Your task is to retype, exactly and with nothing else, every line from the one containing "let cache = RateLimiterCache::new(0);" to the end of the listing.

-- EXERCISE INPUTS follows --

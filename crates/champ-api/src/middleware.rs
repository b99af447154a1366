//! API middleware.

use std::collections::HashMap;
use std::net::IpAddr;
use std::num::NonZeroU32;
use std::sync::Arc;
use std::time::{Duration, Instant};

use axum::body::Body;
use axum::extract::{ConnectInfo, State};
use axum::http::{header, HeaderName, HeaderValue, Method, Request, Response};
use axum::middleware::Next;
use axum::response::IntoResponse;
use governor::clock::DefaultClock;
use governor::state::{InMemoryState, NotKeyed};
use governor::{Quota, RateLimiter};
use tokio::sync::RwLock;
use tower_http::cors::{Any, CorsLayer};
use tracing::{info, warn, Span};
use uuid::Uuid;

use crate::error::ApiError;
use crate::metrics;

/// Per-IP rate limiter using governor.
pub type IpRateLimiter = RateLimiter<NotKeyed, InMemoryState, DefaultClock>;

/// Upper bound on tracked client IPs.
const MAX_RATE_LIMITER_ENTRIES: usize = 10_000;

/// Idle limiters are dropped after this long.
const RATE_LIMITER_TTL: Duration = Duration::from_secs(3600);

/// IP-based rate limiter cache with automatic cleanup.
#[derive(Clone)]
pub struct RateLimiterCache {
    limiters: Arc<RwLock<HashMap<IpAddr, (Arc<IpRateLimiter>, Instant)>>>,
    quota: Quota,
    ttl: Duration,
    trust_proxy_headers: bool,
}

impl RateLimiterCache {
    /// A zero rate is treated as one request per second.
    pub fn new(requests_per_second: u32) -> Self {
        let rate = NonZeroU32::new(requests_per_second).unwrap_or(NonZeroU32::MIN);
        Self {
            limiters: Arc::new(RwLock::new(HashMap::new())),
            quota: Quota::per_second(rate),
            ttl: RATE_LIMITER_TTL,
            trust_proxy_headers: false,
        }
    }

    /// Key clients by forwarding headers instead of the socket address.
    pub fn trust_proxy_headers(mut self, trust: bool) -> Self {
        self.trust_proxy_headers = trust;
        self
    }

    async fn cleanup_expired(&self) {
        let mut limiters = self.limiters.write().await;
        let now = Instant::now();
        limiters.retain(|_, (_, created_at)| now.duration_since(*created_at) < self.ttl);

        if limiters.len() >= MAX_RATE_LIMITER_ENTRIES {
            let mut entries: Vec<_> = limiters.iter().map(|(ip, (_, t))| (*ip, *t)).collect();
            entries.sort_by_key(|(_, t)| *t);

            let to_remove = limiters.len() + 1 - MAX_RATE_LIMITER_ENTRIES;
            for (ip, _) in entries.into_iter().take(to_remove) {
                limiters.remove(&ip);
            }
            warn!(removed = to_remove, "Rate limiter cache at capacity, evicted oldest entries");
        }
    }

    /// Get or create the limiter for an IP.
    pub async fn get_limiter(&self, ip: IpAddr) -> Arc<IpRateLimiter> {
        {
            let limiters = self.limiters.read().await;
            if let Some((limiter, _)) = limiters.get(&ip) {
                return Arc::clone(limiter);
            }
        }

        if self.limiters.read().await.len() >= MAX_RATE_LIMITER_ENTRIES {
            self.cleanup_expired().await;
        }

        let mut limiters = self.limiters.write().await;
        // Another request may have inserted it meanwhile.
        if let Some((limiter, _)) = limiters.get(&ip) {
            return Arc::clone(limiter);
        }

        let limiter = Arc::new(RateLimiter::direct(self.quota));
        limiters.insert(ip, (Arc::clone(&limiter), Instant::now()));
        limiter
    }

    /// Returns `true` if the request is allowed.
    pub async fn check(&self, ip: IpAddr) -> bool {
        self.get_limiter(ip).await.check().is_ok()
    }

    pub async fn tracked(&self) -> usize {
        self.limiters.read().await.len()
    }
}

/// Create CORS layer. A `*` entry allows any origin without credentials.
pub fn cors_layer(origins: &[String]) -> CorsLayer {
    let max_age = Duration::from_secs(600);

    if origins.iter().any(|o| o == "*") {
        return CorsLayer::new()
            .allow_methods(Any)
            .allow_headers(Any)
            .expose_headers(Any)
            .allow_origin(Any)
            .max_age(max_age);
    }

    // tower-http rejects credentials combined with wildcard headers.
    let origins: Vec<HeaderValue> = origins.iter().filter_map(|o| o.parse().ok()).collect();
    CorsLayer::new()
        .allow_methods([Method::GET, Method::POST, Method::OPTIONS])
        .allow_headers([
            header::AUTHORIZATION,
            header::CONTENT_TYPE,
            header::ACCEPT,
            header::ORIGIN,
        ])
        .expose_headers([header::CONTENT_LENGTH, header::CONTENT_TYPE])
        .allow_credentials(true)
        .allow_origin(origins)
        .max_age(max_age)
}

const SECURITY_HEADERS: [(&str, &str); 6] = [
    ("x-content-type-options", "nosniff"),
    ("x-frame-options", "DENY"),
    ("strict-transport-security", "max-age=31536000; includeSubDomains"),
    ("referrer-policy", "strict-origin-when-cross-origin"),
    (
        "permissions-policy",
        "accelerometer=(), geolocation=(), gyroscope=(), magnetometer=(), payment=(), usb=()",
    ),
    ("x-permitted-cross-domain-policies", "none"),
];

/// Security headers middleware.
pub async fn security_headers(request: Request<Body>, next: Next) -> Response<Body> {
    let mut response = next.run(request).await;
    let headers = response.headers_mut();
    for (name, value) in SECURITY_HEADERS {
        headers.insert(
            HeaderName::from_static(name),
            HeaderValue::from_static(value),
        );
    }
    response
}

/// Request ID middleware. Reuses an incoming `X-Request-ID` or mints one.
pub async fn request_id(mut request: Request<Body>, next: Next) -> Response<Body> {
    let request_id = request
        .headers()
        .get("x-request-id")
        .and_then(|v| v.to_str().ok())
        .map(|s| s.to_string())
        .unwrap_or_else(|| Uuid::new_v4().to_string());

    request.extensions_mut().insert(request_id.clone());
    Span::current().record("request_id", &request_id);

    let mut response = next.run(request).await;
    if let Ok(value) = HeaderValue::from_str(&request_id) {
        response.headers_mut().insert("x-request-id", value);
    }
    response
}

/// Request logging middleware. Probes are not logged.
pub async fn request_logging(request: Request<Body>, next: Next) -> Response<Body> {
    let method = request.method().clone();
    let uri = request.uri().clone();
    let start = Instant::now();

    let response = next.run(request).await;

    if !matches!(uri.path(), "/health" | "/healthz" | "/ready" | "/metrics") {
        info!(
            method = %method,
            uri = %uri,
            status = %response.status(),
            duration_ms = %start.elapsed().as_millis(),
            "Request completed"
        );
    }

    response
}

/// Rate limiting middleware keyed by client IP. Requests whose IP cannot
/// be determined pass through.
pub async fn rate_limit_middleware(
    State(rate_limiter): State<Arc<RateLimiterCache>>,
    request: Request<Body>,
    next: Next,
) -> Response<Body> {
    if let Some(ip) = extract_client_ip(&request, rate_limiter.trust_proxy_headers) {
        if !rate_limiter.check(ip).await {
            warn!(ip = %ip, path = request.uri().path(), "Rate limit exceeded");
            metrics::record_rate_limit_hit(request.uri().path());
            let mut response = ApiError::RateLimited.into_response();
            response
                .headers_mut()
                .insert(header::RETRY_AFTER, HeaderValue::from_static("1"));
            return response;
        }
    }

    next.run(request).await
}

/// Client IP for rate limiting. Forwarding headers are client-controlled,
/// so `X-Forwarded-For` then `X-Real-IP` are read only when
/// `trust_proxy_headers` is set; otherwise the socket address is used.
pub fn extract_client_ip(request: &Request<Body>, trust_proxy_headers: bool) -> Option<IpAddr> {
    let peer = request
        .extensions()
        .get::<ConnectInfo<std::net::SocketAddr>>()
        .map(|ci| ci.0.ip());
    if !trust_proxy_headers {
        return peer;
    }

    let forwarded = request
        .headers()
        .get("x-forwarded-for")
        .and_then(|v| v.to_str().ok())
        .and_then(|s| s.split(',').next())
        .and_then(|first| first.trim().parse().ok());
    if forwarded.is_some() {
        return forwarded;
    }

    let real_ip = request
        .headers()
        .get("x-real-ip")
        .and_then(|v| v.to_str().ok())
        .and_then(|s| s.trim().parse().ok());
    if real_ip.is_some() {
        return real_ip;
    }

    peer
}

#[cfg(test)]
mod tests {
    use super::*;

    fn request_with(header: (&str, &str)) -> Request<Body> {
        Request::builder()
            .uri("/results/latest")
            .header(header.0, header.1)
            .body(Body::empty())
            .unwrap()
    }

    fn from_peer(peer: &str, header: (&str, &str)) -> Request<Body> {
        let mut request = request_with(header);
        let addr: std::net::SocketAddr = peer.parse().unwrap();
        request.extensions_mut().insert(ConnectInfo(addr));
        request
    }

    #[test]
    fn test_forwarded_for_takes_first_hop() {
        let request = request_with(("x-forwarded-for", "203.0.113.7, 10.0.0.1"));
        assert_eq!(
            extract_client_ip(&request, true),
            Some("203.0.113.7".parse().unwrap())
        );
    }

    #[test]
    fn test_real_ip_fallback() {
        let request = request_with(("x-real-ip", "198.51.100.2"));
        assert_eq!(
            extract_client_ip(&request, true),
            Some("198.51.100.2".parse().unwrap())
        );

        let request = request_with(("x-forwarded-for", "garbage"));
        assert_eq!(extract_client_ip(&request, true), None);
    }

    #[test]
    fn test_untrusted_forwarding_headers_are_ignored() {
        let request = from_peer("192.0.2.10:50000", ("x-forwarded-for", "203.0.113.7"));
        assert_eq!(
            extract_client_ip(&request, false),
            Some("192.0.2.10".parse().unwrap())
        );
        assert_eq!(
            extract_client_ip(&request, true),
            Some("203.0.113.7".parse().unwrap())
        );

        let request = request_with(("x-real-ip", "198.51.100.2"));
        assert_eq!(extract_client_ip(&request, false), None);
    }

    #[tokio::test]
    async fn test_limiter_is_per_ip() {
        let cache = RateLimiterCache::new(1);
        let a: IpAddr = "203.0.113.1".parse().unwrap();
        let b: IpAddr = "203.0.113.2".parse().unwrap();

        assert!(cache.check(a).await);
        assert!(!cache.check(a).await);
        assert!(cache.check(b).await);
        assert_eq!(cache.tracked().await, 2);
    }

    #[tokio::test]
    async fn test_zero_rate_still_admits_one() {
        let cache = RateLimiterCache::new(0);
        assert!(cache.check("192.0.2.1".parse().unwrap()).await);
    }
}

-- EXERCISE INPUTS concluded --

• **WORKED SOLUTION**
        let cache = RateLimiterCache::new(0);
        assert!(cache.check("192.0.2.1".parse().unwrap()).await);
    }
}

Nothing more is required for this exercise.